REQUIREMENT — Search the entries for the word "regex". Copy every line where it turns up.

..........

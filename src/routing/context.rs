//! Per-request state handed down the middleware chain.

use std::collections::HashMap;

use axum::http::Extensions;

use crate::routing::method::Method;
use crate::routing::params::Params;

/// Default slot name for matched route parameters.
pub const DEFAULT_PARAMS_KEY: &str = "router.params";

/// The abstract request a [`Router`](crate::routing::Router) dispatches.
///
/// Every request gets its own context; middleware may read and annotate it.
#[derive(Debug)]
pub struct RequestContext {
    method: Method,
    path: String,
    query: Option<String>,
    /// Server variables and request headers (lower-cased names).
    pub env: HashMap<String, String>,
    /// Merged query parameters; pre-filled from the query string.
    pub query_params: Params,
    /// Typed annotations added by middleware.
    pub extensions: Extensions,
    slots: HashMap<String, Params>,
    params_key: String,
}

impl RequestContext {
    pub fn new(method: Method, path: impl Into<String>) -> Self {
        Self {
            method,
            path: path.into(),
            query: None,
            env: HashMap::new(),
            query_params: Params::new(),
            extensions: Extensions::new(),
            slots: HashMap::new(),
            params_key: DEFAULT_PARAMS_KEY.to_string(),
        }
    }

    /// Build a context from a request target such as `/users?page=2`.
    ///
    /// The query string is decoded into [`RequestContext::query_params`].
    pub fn from_target(method: Method, target: &str) -> Self {
        match target.split_once('?') {
            Some((path, query)) => Self::new(method, path).with_query(query),
            None => Self::new(method, target),
        }
    }

    /// Attach a raw query string and decode it into the query slot.
    pub fn with_query(mut self, query: &str) -> Self {
        self.query_params = url::form_urlencoded::parse(query.as_bytes())
            .map(|(k, v)| (k.into_owned(), v.into_owned()))
            .collect();
        self.query = Some(query.to_string());
        self
    }

    /// Builder-style insert into [`RequestContext::env`].
    pub fn with_env(mut self, key: impl Into<String>, value: impl Into<String>) -> Self {
        self.env.insert(key.into(), value.into());
        self
    }

    pub fn method(&self) -> Method {
        self.method
    }

    pub fn path(&self) -> &str {
        &self.path
    }

    pub fn query(&self) -> Option<&str> {
        self.query.as_deref()
    }

    /// Parameters stored under `key`, if the router has set any.
    pub fn params(&self, key: &str) -> Option<&Params> {
        self.slots.get(key)
    }

    /// Slot the dispatching router wrote its matched params to.
    ///
    /// [`DEFAULT_PARAMS_KEY`] until a router with another key dispatches.
    pub fn params_key(&self) -> &str {
        &self.params_key
    }

    /// Parameters of the route currently being dispatched.
    pub fn route_params(&self) -> Option<&Params> {
        self.params(&self.params_key)
    }

    /// Returns the previous key so a passing route can put it back.
    pub(crate) fn set_params_key(&mut self, key: &str) -> String {
        std::mem::replace(&mut self.params_key, key.to_string())
    }

    pub fn set_params(&mut self, key: impl Into<String>, params: Params) {
        self.slots.insert(key.into(), params);
    }

    pub(crate) fn take_params(&mut self, key: &str) -> Option<Params> {
        self.slots.remove(key)
    }

    pub(crate) fn restore_params(&mut self, key: &str, previous: Option<Params>) {
        match previous {
            Some(p) => {
                self.slots.insert(key.to_string(), p);
            }
            None => {
                self.slots.remove(key);
            }
        }
    }
}
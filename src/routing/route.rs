//! Route table entries.
//!
//! # Design Decisions
//! - A route's endpoint is already wrapped in its middleware stack
//! - Defaults merge under captures: a captured value always wins
//! - Nested routes hand the whole request to a sub-router

use std::fmt;
use std::sync::Arc;

use crate::endpoint::Handler;
use crate::error::ExpandError;
use crate::routing::context::RequestContext;
use crate::routing::matcher::{Constraints, PathMatcher};
use crate::routing::params::Params;
use crate::routing::response::Outcome;
use crate::routing::router::Router;

/// A path matcher bound to an endpoint.
pub struct Route {
    matcher: Arc<dyn PathMatcher>,
    endpoint: Handler,
    params: Params,
    constraints: Constraints,
    name: Option<String>,
}

impl Route {
    pub fn new(matcher: Arc<dyn PathMatcher>, endpoint: Handler) -> Self {
        Self {
            matcher,
            endpoint,
            params: Params::new(),
            constraints: Constraints::default(),
            name: None,
        }
    }

    /// Default params returned with every match.
    pub fn with_params(mut self, params: Params) -> Self {
        self.params = params;
        self
    }

    pub fn with_constraints(mut self, constraints: Constraints) -> Self {
        self.constraints = constraints;
        self
    }

    pub fn with_name(mut self, name: Option<String>) -> Self {
        self.name = name;
        self
    }

    /// Match `path` against this route.
    ///
    /// Constraints only run once the path matched; the result is the route
    /// defaults overlaid with the captured values.
    pub fn match_path(&self, path: &str, ctx: &RequestContext) -> Option<Params> {
        let captures = self.matcher.match_path(path)?;
        if !self.constraints.all(ctx) {
            return None;
        }
        let mut params = self.params.clone();
        for (name, value) in captures {
            params.insert(name, value);
        }
        Some(params)
    }

    /// Render a path for this route.
    pub fn expand(&self, params: &Params) -> Result<String, ExpandError> {
        self.matcher.expand(params)
    }

    pub fn endpoint(&self) -> &Handler {
        &self.endpoint
    }

    pub fn params(&self) -> &Params {
        &self.params
    }

    pub fn name(&self) -> Option<&str> {
        self.name.as_deref()
    }

    /// The template the route was compiled from.
    pub fn pattern(&self) -> &str {
        self.matcher.source()
    }
}

impl fmt::Debug for Route {
    fn fmt(&self, f: &mut fmt::Formatter<'_>) -> fmt::Result {
        f.debug_struct("Route")
            .field("pattern", &self.pattern())
            .field("name", &self.name)
            .field("params", &self.params)
            .field("constraints", &self.constraints)
            .finish()
    }
}

/// A sub-router mounted under a path prefix.
pub struct NestedRoute {
    subpath: String,
    router: Arc<Router>,
}

impl NestedRoute {
    pub fn new(subpath: impl Into<String>, router: Arc<Router>) -> Self {
        Self {
            subpath: subpath.into(),
            router,
        }
    }

    /// `None` when the prefix does not match or the sub-router passed.
    ///
    /// The prefix check is a plain string prefix, so `/admin` also covers
    /// `/administrator`; the sub-router's own patterns decide from there.
    pub fn dispatch(&self, path: &str, ctx: &mut RequestContext) -> Option<Outcome> {
        if !path.starts_with(&self.subpath) {
            return None;
        }
        match self.router.call(ctx) {
            Outcome::Pass => None,
            outcome => Some(outcome),
        }
    }

    pub fn subpath(&self) -> &str {
        &self.subpath
    }

    pub fn router(&self) -> &Router {
        &self.router
    }
}

impl fmt::Debug for NestedRoute {
    fn fmt(&self, f: &mut fmt::Formatter<'_>) -> fmt::Result {
        f.debug_struct("NestedRoute")
            .field("subpath", &self.subpath)
            .finish()
    }
}

/// One slot of a routing table.
#[derive(Debug, Clone)]
pub enum TableEntry {
    Simple(Arc<Route>),
    Nested(Arc<NestedRoute>),
}
/// Constraints on captured values.
#[derive(Debug, Clone, PartialEq, Eq)]
pub enum Capture {
    /// Applies to every capture in the template.
    All(CaptureRule),
    /// Applies per capture name; unnamed captures keep the default.
    Named(BTreeMap<String, CaptureRule>),
}

impl Capture {
    fn rule_for(&self, name: &str) -> Option<&CaptureRule> {
        match self {
            Capture::All(rule) => Some(rule),
            Capture::Named(rules) => rules.get(name),
        }
    }
}

/// Policy for parameters that the template does not consume on expansion.
#[derive(Debug, Clone, Copy, PartialEq, Eq, Default, Serialize, Deserialize)]
#[serde(rename_all = "lowercase")]
pub enum AdditionalValues {
    #[default]
    Ignore,
    /// Render them as a query string.
    Append,
}

/// Options for [`Pattern::compile`].
#[derive(Debug, Clone, Default)]
pub struct PatternOptions {
    pub style: Style,
    pub capture: Option<Capture>,
    /// Paths matching this template are rejected.
    pub except: Option<String>,
    pub additional_values: AdditionalValues,
}

#[derive(Debug, Clone, PartialEq)]
enum Token {
    Literal(String),
    Capture { name: String, splat: bool },
}

#[derive(Debug, Clone)]
struct Segment {
    token: Token,
    optional: bool,
}

/// A compiled, bidirectional path template.
pub struct Pattern {
    source: String,
    segments: Vec<Segment>,
    regex: Regex,
    /// `(regex group name, capture name)` in template order.
    groups: Vec<(String, String)>,
    except: Option<Box<Pattern>>,
    additional_values: AdditionalValues,
}

impl Pattern {
    /// Compile a template with default options.
    pub fn new(template: &str) -> Result<Self, PatternError> {
        Self::compile(template, &PatternOptions::default())
    }

    pub fn compile(template: &str, options: &PatternOptions) -> Result<Self, PatternError> {
        let segments = match options.style {
            Style::Sinatra => tokenize_sinatra(template)?,
            Style::Template => tokenize_template(template)?,
        };

        let mut seen = HashSet::new();
        let mut groups = Vec::new();
        let mut expr = String::from("^");

        for segment in &segments {
            let part = match &segment.token {
                Token::Literal(text) => regex::escape(text),
                Token::Capture { name, splat } => {
                    if !seen.insert(name.clone()) {
                        return Err(PatternError::DuplicateCapture {
                            pattern: template.to_string(),
                            name: name.clone(),
                        });
                    }
                    let group = format!("c{}", groups.len());
                    let body = match options.capture.as_ref().and_then(|c| c.rule_for(name)) {
                        Some(rule) => rule.regex(),
                        None if *splat => ".*?".to_string(),
                        None => "[^/?#]+?".to_string(),
                    };
                    let part = format!("(?P<{group}>{body})");
                    groups.push((group, name.clone()));
                    part
                }
            };
            if segment.optional {
                expr.push_str(&format!("(?:{part})?"));
            } else {
                expr.push_str(&part);
            }
        }
        expr.push('$');

        let regex = Regex::new(&expr).map_err(|source| PatternError::Regex {
            pattern: template.to_string(),
            source,
        })?;

        let except = match &options.except {
            Some(except) => {
                let except_options = PatternOptions {
                    style: options.style,
                    ..PatternOptions::default()
                };
                Some(Box::new(Pattern::compile(except, &except_options)?))
            }
            None => None,
        };

        Ok(Self {
            source: template.to_string(),
            segments,
            regex,
            groups,
            except,
            additional_values: options.additional_values,
        })
    }

    /// Capture names in template order.
    pub fn names(&self) -> impl Iterator<Item = &str> {
        self.groups.iter().map(|(_, name)| name.as_str())
    }
}

impl PathMatcher for Pattern {
    fn match_path(&self, path: &str) -> Option<Vec<(String, String)>> {
        let caps = self.regex.captures(path)?;

        if let Some(except) = &self.except {
            if except.regex.is_match(path) {
                return None;
            }
        }

        Some(
            self.groups
                .iter()
                .filter_map(|(group, name)| {
                    caps.name(group).map(|m| {
                        let value = percent_decode_str(m.as_str()).decode_utf8_lossy();
                        (name.clone(), value.into_owned())
                    })
                })
                .collect(),
        )
    }

    fn expand(&self, params: &Params) -> Result<String, ExpandError> {
        let mut out = String::new();
        let mut used = HashSet::new();

        for segment in &self.segments {
            match &segment.token {
                Token::Literal(text) => {
                    if !segment.optional {
                        out.push_str(text);
                    }
                }
                Token::Capture { name, splat } => match params.get(name) {
                    Some(value) => {
                        used.insert(name.as_str());
                        let set = if *splat { PATH } else { SEGMENT };
                        out.extend(utf8_percent_encode(&value.to_string(), set));
                    }
                    None if segment.optional => {}
                    None => {
                        return Err(ExpandError::MissingParam {
                            pattern: self.source.clone(),
                            name: name.clone(),
                        })
                    }
                },
            }
        }

        if self.additional_values == AdditionalValues::Append {
            let mut query = url::form_urlencoded::Serializer::new(String::new());
            let mut any = false;
            for (key, value) in params.iter().filter(|(k, _)| !used.contains(k.as_str())) {
                query.append_pair(key, &value.to_string());
                any = true;
            }
            if any {
                out.push('?');
                out.push_str(&query.finish());
            }
        }

        Ok(out)
    }

    fn source(&self) -> &str {
        &self.source
    }
}

impl fmt::Debug for Pattern {
    fn fmt(&self, f: &mut fmt::Formatter<'_>) -> fmt::Result {
        f.debug_struct("Pattern")
            .field("source", &self.source)
            .field("regex", &self.regex.as_str())
            .finish()
    }
}

fn push_literal(segments: &mut Vec<Segment>, c: char) {
    if let Some(Segment {
        token: Token::Literal(text),
        optional: false,
    }) = segments.last_mut()
    {
        text.push(c);
        return;
    }
    segments.push(Segment {
        token: Token::Literal(c.to_string()),
        optional: false,
    });
}

fn push_capture(segments: &mut Vec<Segment>, name: String, splat: bool) {
    segments.push(Segment {
        token: Token::Capture { name, splat },
        optional: false,
    });
}

fn is_name_char(c: char) -> bool {
    c.is_ascii_alphanumeric() || c == '_'
}

fn read_braced(
    chars: &mut std::iter::Peekable<std::str::Chars<'_>>,
    template: &str,
) -> Result<String, PatternError> {
    let mut name = String::new();
    loop {
        match chars.next() {
            Some('}') => break,
            Some(c) => name.push(c),
            None => return Err(PatternError::Unterminated(template.to_string())),
        }
    }
    let name = name.trim().to_string();
    if name.is_empty() || !name.chars().all(is_name_char) {
        return Err(PatternError::EmptyCapture(template.to_string()));
    }
    Ok(name)
}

..........

SOLUTION TO THIS TASK —
    regex: Regex,
    /// `(regex group name, capture name)` in template order.
                Token::Literal(text) => regex::escape(text),
                        Some(rule) => rule.regex(),
        let regex = Regex::new(&expr).map_err(|source| PatternError::Regex {
            regex,
        let caps = self.regex.captures(path)?;
            if except.regex.is_match(path) {
            .field("regex", &self.regex.as_str())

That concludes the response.